▶ About this task:
Wherever the line with "filename crates/pixelcheck/src/hint_mask.rs" sits in the listing below, transcribe from it up to and including the line with "the rayon pool.", exactly, and leave the remaining lines out.

### Data under study ###

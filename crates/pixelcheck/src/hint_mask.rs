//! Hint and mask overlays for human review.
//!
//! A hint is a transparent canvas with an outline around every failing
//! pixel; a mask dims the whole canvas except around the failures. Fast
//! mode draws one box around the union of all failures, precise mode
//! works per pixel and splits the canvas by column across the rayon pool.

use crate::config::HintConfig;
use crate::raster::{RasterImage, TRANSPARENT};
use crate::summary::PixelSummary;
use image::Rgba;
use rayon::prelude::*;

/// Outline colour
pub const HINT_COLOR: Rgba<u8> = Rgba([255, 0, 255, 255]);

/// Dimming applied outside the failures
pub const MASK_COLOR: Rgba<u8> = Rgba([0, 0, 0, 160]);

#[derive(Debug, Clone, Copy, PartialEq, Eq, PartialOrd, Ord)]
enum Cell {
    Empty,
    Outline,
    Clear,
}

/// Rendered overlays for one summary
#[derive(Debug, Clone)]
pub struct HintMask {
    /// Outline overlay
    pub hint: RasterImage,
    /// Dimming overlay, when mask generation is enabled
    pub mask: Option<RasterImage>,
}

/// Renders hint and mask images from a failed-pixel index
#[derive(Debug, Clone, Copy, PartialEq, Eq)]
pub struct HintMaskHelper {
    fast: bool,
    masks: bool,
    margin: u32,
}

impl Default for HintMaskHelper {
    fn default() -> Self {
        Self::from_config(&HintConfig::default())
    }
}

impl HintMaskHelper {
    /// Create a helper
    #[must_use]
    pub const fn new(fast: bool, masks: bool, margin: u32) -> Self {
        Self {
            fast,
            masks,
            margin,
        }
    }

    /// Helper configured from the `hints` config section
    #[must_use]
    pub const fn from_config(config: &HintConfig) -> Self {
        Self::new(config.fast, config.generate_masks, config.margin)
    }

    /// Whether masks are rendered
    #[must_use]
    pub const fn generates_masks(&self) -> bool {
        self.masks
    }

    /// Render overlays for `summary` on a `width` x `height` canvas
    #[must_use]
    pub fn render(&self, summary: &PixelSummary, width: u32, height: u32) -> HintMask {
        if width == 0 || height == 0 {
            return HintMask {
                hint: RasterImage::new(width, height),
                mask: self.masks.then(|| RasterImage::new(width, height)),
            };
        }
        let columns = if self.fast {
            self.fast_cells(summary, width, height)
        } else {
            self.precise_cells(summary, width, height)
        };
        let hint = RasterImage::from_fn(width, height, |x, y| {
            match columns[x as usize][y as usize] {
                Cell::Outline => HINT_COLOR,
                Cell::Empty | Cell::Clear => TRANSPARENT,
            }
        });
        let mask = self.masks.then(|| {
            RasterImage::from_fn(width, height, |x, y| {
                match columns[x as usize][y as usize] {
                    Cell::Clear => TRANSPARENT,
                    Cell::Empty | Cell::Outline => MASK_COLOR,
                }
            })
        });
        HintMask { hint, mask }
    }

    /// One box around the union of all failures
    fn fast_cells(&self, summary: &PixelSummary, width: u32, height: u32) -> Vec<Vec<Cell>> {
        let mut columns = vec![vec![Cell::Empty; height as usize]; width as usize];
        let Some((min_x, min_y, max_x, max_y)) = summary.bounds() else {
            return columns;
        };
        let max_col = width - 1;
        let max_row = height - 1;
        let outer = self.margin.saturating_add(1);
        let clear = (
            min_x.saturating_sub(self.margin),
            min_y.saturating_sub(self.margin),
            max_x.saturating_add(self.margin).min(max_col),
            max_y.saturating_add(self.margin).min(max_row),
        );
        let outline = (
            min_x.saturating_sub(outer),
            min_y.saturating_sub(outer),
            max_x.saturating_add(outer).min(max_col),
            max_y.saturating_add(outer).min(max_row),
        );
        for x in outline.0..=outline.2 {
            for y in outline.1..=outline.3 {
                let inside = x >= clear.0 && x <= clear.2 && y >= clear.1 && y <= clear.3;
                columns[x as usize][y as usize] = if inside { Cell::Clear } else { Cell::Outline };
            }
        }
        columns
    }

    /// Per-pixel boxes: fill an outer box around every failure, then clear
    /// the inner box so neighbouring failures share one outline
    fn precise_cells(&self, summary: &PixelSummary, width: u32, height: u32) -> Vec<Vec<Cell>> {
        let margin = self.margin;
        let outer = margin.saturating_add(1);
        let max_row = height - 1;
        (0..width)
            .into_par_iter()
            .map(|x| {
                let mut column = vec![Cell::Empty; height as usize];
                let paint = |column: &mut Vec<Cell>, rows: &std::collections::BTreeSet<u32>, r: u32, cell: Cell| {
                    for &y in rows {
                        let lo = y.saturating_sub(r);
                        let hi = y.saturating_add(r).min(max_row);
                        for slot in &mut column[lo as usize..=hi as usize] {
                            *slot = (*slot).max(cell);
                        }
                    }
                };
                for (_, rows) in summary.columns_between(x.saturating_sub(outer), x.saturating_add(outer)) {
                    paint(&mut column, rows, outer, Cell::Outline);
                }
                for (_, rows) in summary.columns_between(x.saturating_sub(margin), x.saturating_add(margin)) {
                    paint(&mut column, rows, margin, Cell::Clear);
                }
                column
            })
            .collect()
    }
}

###
### Data under study ###

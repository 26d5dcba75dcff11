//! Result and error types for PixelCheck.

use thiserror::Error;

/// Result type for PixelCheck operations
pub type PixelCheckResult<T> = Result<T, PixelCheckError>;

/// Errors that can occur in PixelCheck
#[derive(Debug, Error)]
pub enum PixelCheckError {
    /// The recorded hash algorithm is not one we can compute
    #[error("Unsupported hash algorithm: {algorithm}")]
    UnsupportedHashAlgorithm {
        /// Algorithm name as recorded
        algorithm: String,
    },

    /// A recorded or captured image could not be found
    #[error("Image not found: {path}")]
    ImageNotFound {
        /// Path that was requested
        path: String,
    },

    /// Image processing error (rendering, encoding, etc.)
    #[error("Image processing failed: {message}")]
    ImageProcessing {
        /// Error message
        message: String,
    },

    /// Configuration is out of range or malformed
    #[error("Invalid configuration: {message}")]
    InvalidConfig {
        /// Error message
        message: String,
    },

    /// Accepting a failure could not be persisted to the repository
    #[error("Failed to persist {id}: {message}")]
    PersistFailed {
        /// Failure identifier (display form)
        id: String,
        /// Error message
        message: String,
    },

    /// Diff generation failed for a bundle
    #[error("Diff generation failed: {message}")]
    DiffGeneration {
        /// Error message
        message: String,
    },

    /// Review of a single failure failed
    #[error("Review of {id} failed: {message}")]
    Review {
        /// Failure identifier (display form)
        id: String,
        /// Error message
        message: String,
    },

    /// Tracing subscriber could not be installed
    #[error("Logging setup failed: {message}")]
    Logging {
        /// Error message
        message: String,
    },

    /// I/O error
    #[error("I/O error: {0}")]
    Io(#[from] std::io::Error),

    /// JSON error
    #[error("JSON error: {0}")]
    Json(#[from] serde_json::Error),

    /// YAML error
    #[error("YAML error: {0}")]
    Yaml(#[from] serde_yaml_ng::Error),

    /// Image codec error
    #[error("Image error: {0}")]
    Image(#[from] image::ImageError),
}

###
### Data under study ###

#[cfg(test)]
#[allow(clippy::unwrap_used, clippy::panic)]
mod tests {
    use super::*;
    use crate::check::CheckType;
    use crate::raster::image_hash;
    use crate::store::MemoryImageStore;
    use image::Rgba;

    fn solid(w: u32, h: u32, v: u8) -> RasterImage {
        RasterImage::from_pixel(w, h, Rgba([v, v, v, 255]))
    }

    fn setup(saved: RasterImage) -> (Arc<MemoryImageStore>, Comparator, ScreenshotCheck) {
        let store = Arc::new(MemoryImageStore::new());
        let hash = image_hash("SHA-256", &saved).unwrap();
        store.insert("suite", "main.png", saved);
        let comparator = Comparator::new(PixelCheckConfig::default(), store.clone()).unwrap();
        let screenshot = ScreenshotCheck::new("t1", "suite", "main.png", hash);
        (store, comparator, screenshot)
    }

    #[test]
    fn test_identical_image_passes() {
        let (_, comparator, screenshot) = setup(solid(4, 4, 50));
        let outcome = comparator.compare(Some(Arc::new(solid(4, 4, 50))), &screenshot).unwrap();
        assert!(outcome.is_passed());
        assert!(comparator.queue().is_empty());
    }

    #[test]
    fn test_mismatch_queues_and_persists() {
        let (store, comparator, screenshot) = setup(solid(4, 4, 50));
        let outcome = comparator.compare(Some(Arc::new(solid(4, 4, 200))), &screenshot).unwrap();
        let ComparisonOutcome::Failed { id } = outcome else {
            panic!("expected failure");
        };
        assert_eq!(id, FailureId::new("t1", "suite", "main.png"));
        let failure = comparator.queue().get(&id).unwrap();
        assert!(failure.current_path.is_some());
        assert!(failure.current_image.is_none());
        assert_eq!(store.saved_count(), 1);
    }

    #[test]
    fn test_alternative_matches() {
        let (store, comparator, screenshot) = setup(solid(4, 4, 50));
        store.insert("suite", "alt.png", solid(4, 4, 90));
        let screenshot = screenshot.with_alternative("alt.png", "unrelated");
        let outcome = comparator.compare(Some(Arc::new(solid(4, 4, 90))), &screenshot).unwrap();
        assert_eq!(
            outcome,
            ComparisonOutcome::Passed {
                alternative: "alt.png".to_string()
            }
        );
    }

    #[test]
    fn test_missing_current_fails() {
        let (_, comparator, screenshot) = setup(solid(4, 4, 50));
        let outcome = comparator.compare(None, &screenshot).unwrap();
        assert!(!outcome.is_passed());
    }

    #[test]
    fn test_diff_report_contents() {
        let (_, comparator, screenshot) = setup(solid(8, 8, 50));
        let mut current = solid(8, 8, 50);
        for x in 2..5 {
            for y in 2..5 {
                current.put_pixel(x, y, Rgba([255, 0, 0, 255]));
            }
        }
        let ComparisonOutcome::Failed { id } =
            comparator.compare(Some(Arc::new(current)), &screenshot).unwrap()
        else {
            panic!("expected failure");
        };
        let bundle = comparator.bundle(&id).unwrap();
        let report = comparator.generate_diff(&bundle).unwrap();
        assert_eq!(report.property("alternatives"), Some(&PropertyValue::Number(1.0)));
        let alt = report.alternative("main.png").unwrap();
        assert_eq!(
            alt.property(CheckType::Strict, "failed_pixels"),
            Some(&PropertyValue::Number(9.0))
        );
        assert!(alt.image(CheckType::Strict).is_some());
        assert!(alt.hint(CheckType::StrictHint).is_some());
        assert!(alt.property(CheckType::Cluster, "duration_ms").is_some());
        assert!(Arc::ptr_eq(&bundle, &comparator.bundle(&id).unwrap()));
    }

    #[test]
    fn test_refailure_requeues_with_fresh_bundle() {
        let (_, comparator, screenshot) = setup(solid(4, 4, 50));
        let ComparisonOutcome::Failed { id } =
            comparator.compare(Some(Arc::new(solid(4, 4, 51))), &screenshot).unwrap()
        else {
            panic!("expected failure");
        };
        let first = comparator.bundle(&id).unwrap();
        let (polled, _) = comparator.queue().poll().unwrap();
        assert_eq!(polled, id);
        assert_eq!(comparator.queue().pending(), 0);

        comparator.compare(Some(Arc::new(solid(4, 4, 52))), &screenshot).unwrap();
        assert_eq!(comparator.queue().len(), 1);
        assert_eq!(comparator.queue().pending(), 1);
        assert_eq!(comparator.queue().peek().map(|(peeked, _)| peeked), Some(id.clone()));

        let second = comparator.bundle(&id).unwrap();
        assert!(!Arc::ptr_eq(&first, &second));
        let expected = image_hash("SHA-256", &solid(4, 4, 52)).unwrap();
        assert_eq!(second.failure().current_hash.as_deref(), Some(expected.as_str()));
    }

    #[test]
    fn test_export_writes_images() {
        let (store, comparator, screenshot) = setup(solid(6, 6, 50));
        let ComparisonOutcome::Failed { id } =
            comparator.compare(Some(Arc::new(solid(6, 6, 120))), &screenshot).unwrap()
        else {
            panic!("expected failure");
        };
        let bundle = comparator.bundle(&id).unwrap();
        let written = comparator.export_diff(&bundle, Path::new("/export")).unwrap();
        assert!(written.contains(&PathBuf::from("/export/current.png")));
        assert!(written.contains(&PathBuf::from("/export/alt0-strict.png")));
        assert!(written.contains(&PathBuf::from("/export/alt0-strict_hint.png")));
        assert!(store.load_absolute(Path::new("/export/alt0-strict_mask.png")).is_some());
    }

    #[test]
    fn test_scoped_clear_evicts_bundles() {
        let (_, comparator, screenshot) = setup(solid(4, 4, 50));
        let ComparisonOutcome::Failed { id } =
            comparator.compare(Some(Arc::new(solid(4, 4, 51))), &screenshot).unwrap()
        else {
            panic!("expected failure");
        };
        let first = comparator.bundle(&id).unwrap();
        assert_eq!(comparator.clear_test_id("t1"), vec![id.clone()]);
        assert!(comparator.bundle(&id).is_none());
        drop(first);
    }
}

###

▶ Finished task:
filename crates/pixelcheck/src/hint_mask.rs
//! Hint and mask overlays for human review.
//!
//! A hint is a transparent canvas with an outline around every failing
//! pixel; a mask dims the whole canvas except around the failures. Fast
//! mode draws one box around the union of all failures, precise mode
//! works per pixel and splits the canvas by column across the rayon pool.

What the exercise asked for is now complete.